**REQUIRED ACTION:**
Write out again, exactly, the lines below starting at the one with "filename src/local.rs" and ending at the one with "object resource. Delivered".

Stored items:
* * *

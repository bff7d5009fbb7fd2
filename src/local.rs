//! Filesystem-backed collaborators.
//!
//! Calendar homes are directories under a common root: the home URL
//! `/calendars/olivia/` lives at `<root>/calendars/olivia/`, and every `.ics`
//! file below it (outside `inbox/`) is a calendar object resource. Delivered
//! messages are written to the recipient's `inbox/`.

use std::path::{Path, PathBuf};

use async_trait::async_trait;
use caldir_scheduling::transport::status;
use caldir_scheduling::{
    CalendarObject, CalendarStore, Directory, ITipMessage, InMemoryDirectory, RecipientStatus,
    SchedulingError, SchedulingResponse, SchedulingResult, SchedulingTransport,
};
use tracing::{debug, info};

const INBOX_DIR: &str = "inbox";

fn home_path(root: &Path, home_url: &str) -> PathBuf {
    root.join(home_url.trim_matches('/'))
}

/// Calendar homes stored as directories of .ics files.
pub struct LocalStore {
    root: PathBuf,
}

impl LocalStore {
    pub fn new(root: &Path) -> Self {
        LocalStore {
            root: root.to_path_buf(),
        }
    }

    /// Every .ics file under a home, as paths relative to it.
    async fn resources(&self, home: &Path) -> SchedulingResult<Vec<PathBuf>> {
        let mut found = Vec::new();
        if !home.is_dir() {
            return Ok(found);
        }

        let mut pending = vec![home.to_path_buf()];
        while let Some(dir) = pending.pop() {
            let mut entries = tokio::fs::read_dir(&dir).await?;
            while let Some(entry) = entries.next_entry().await? {
                let path = entry.path();
                if entry.file_type().await?.is_dir() {
                    if entry.file_name() != INBOX_DIR {
                        pending.push(path);
                    }
                } else if path.extension().is_some_and(|ext| ext == "ics") {
                    if let Ok(relative) = path.strip_prefix(home) {
                        found.push(relative.to_path_buf());
                    }
                }
            }
        }

        found.sort();
        Ok(found)
    }
}

#[async_trait]
impl CalendarStore for LocalStore {
    async fn resource_name_for_uid(
        &self,
        home_url: &str,
        uid: &str,
    ) -> SchedulingResult<Option<String>> {
        let home = home_path(&self.root, home_url);
        for resource in self.resources(&home).await? {
            let content = tokio::fs::read_to_string(home.join(&resource)).await?;
            // Unparseable files in a home are not ours to judge here
            let Ok(object) = CalendarObject::from_ics(&content) else {
                debug!(path = %resource.display(), "Skipping unparseable resource");
                continue;
            };
            if object.uid() == uid {
                return Ok(Some(resource.to_string_lossy().into_owned()));
            }
        }
        Ok(None)
    }

    async fn calendar_object(
        &self,
        home_url: &str,
        resource_name: &str,
    ) -> SchedulingResult<Option<CalendarObject>> {
        let path = home_path(&self.root, home_url).join(resource_name);
        if !path.exists() {
            return Ok(None);
        }
        let content = tokio::fs::read_to_string(&path)
            .await
            .map_err(|e| SchedulingError::Store(format!("{}: {e}", path.display())))?;
        CalendarObject::from_ics(&content).map(Some)
    }
}

/// Delivers to the inbox of locally hosted recipients.
///
/// Recipients the directory does not know get "invalid user".
pub struct InboxTransport {
    directory: InMemoryDirectory,
    root: PathBuf,
}

impl InboxTransport {
    pub fn new(directory: InMemoryDirectory, root: &Path) -> Self {
        InboxTransport {
            directory,
            root: root.to_path_buf(),
        }
    }
}

#[async_trait]
impl SchedulingTransport for InboxTransport {
    async fn send(
        &self,
        originator: &str,
        recipients: &[String],
        message: &ITipMessage,
    ) -> SchedulingResult<SchedulingResponse> {
        let body = message.to_ics()?;
        let filename = format!(
            "{}-{}.ics",
            message.calendar.uid(),
            message.method.as_str().to_lowercase()
        );

        let mut responses = Vec::new();
        for recipient in recipients {
            let Some(principal) = self.directory.principal_for_address(recipient) else {
                info!(originator = %originator, recipient = %recipient, "Recipient is not hosted here");
                responses.push(RecipientStatus::new(recipient, status::INVALID_USER));
                continue;
            };

            let inbox = home_path(&self.root, &principal.home_url).join(INBOX_DIR);
            tokio::fs::create_dir_all(&inbox).await?;
            tokio::fs::write(inbox.join(&filename), &body).await?;
            info!(originator = %originator, recipient = %recipient, method = %message.method, "Delivered to inbox");
            responses.push(RecipientStatus::new(recipient, status::DELIVERED));
        }

        Ok(SchedulingResponse { responses })
    }
}

#[cfg(test)]
mod tests {
    use super::*;
    use caldir_scheduling::{ITipGenerator, MessageGenerator, Principal};

    const LUNCH: &str = r#"BEGIN:VCALENDAR
VERSION:2.0
PRODID:TEST
BEGIN:VEVENT
UID:lunch
DTSTART:20240110T120000Z
ORGANIZER:mailto:olivia@example.com
ATTENDEE:mailto:alice@example.com
ATTENDEE:mailto:remote@elsewhere.org
END:VEVENT
END:VCALENDAR"#;

    fn directory() -> InMemoryDirectory {
        InMemoryDirectory::new(vec![Principal {
            url: "/principals/alice/".into(),
            addresses: vec!["mailto:alice@example.com".into()],
            home_url: "/calendars/alice/".into(),
        }])
    }

    #[tokio::test]
    async fn test_store_finds_resource_by_uid() {
        let root = tempfile::tempdir().unwrap();
        let calendar = root.path().join("calendars/olivia/work");
        std::fs::create_dir_all(&calendar).unwrap();
        std::fs::write(calendar.join("lunch.ics"), LUNCH).unwrap();
        std::fs::write(calendar.join("notes.txt"), "not a calendar").unwrap();

        let store = LocalStore::new(root.path());
        let name = store
            .resource_name_for_uid("/calendars/olivia/", "lunch")
            .await
            .unwrap()
            .unwrap();
        assert_eq!(Path::new(&name), Path::new("work/lunch.ics"));

        let object = store
            .calendar_object("/calendars/olivia/", &name)
            .await
            .unwrap()
            .unwrap();
        assert_eq!(object.uid(), "lunch");

        assert!(
            store
                .resource_name_for_uid("/calendars/nobody/", "lunch")
                .await
                .unwrap()
                .is_none()
        );
    }

    #[tokio::test]
    async fn test_inbox_delivery_statuses() {
        let root = tempfile::tempdir().unwrap();
        let transport = InboxTransport::new(directory(), root.path());
        let calendar = CalendarObject::from_ics(LUNCH).unwrap();
        let recipients = vec![
            "mailto:alice@example.com".to_string(),
            "mailto:remote@elsewhere.org".to_string(),
        ];
        let message = ITipGenerator.generate_request(&calendar, &recipients).unwrap();

        let response = transport
            .send("mailto:olivia@example.com", &recipients, &message)
            .await
            .unwrap();

        assert_eq!(
            response.responses,
            vec![
                RecipientStatus::new("mailto:alice@example.com", status::DELIVERED),
                RecipientStatus::new("mailto:remote@elsewhere.org", status::INVALID_USER),
            ]
        );
        let delivered = root.path().join("calendars/alice/inbox/lunch-request.ics");
        let content = std::fs::read_to_string(delivered).unwrap();
        assert!(content.contains("METHOD:REQUEST"));
    }
}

* * *

**EXERCISE OUTPUT:**
filename src/local.rs
//! Filesystem-backed collaborators.
//!
//! Calendar homes are directories under a common root: the home URL
//! `/calendars/olivia/` lives at `<root>/calendars/olivia/`, and every `.ics`
//! file below it (outside `inbox/`) is a calendar object resource. Delivered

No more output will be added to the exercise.